Hello I have just created new instance of Keila in docker stack. I try to configure system mailer, but when it try to send via my mailcow instance I see error on postfix: Apr 2 13:15:20 51912cd08cdb postfix/smtpd[478774]: NOQUEUE: reject: RCPT from krk1.ftdl.pl[195.117.15.33]: 504 5.5.2 : Helo command rejected: need fully-qualified hostname; from=xxxx@ftdl.pl to=xxxxx@gmail.com proto=ESMTP helo=

EDIT: same configuration in "Senders" work perfect.

[wmnnd]

Hey, thanks for reporting this. This is stange … but it seems like it might be a configuration problem on your email server or with your system sender. Did you maybe use the IP instead of the FQDN for your system mailer?

[piotr-sikora-v]

I use "mailcow" ... this is all-in-one docker solution https://github.com/mailcow/mailcow-dockerized, and I use this for many software and there is no problems... also when I configured same settings as "Senders" in Keila and send campaning it works. Only problem is in registration and send password reset.
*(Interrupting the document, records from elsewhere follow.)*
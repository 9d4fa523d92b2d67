use std::collections::HashSet;
use std::hash::Hash;

use serde::{Deserialize, Serialize};

use crate::document::{record_key, Collections};

/// How a downloaded document combines with the local collections.
#[derive(Debug, Clone, Copy, PartialEq, Eq, Serialize, Deserialize)]
#[serde(rename_all = "lowercase")]
pub enum MergeMode {
    /// Overwrite local collections wholesale.
    Replace,
    /// Keep local entries and append remote entries whose key is new.
    Append,
}

impl std::fmt::Display for MergeMode {
    fn fmt(&self, f: &mut std::fmt::Formatter<'_>) -> std::fmt::Result {
        match self {
            MergeMode::Replace => f.write_str("replace"),
            MergeMode::Append => f.write_str("append"),
        }
    }
}

/// Append `remote` to `local`, skipping items whose key was already seen.
///
/// Local items are kept verbatim and in order, remote-only items follow in
/// their original order. A remote key seen twice is only taken once. Items
/// for which `key_of` returns `None` are never treated as duplicates.
pub fn merge_by_key<T, K, F>(local: Vec<T>, remote: Vec<T>, key_of: F) -> Vec<T>
where
    K: Eq + Hash,
    F: Fn(&T) -> Option<K>,
{
    let mut seen: HashSet<K> = local.iter().filter_map(&key_of).collect();
    let mut merged = local;
    merged.reserve(remote.len());
    for item in remote {
        match key_of(&item) {
            Some(key) => {
                if seen.insert(key) {
                    merged.push(item);
                }
            }
            None => merged.push(item),
        }
    }
    merged
}

impl Collections {
    /// Combine these (local) collections with `remote` according to `mode`.
    pub fn merged(self, remote: Collections, mode: MergeMode) -> Collections {
        match mode {
            MergeMode::Replace => remote,
            MergeMode::Append => Collections {
                prompts: merge_by_key(self.prompts, remote.prompts, record_key),
                categories: merge_by_key(self.categories, remote.categories, record_key),
            },
        }
    }
}

#[cfg(test)]
mod tests {
    use super::*;
    use serde_json::json;

    #[test]
    fn append_keeps_local_first_and_drops_remote_duplicates() {
        let local = vec![json!({"id": "a"}), json!({"id": "b", "v": "local"})];
        let remote = vec![json!({"id": "b", "v": "remote"}), json!({"id": "c"})];
        let merged = merge_by_key(local, remote, record_key);
        assert_eq!(
            merged,
            vec![
                json!({"id": "a"}),
                json!({"id": "b", "v": "local"}),
                json!({"id": "c"})
            ]
        );
    }

    #[test]
    fn append_deduplicates_within_remote() {
        let merged = merge_by_key(
            vec![],
            vec![json!({"id": "x", "n": 1}), json!({"id": "x", "n": 2})],
            record_key,
        );
        assert_eq!(merged, vec![json!({"id": "x", "n": 1})]);
    }

    #[test]
    fn keyless_items_are_always_kept() {
        let merged = merge_by_key(
            vec![json!({"title": "a"})],
            vec![json!({"title": "a"}), json!({"title": "b"})],
            record_key,
        );
        assert_eq!(merged.len(), 3);
    }

    #[test]
    fn generic_keys_work_for_plain_values() {
        let merged = merge_by_key(vec![1, 2, 3], vec![3, 4, 1, 5], |n| Some(*n));
        assert_eq!(merged, vec![1, 2, 3, 4, 5]);
    }

    #[test]
    fn replace_returns_remote_exactly() {
        let local = Collections::new(vec![json!({"id": "a"})], vec![json!({"id": "c1"})]);
        let remote = Collections::new(vec![json!({"id": "z"})], vec![]);
        assert_eq!(local.merged(remote.clone(), MergeMode::Replace), remote);
    }

    #[test]
    fn append_applies_to_both_collections() {
        let local = Collections::new(vec![json!({"id": "a"})], vec![json!({"id": "c1"})]);
        let remote = Collections::new(
            vec![json!({"id": "a"}), json!({"id": "b"})],
            vec![json!({"id": "c2"}), json!({"id": "c1"})],
        );
        let merged = local.merged(remote, MergeMode::Append);
        assert_eq!(merged.prompts, vec![json!({"id": "a"}), json!({"id": "b"})]);
        assert_eq!(
            merged.categories,
            vec![json!({"id": "c1"}), json!({"id": "c2"})]
        );
    }
}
I use Keila in docker... so I don't configure system mailer. Maybe I forgot some env?

Here is all my docker env from docker-compose.yaml:

services:
  keila:
    image: pentacent/keila:latest
    depends_on:
      - postgres
    environment:
      SECRET_KEY_BASE: "zzzzzzzzzzzzzzzzzzzzzzzzzzzzzzzz"
      DB_URL: "postgres://postgres:postgres@postgres/postgres"
      URL_HOST: "xxxxxxxxxxxxxxx"
      URL_SCHEMA: "https"
      MAILER_SMTP_HOST: "poczta.ftdl.pl"
      MAILER_SMTP_USER: "xxxxxxxxxxxxxxx@ftdl.pl"
      MAILER_SMTP_PASSWORD: "xxxxxxxxxxxxxxxx"
      KEILA_USER: "vvvvvvvvvvvvv@ftdl.pl"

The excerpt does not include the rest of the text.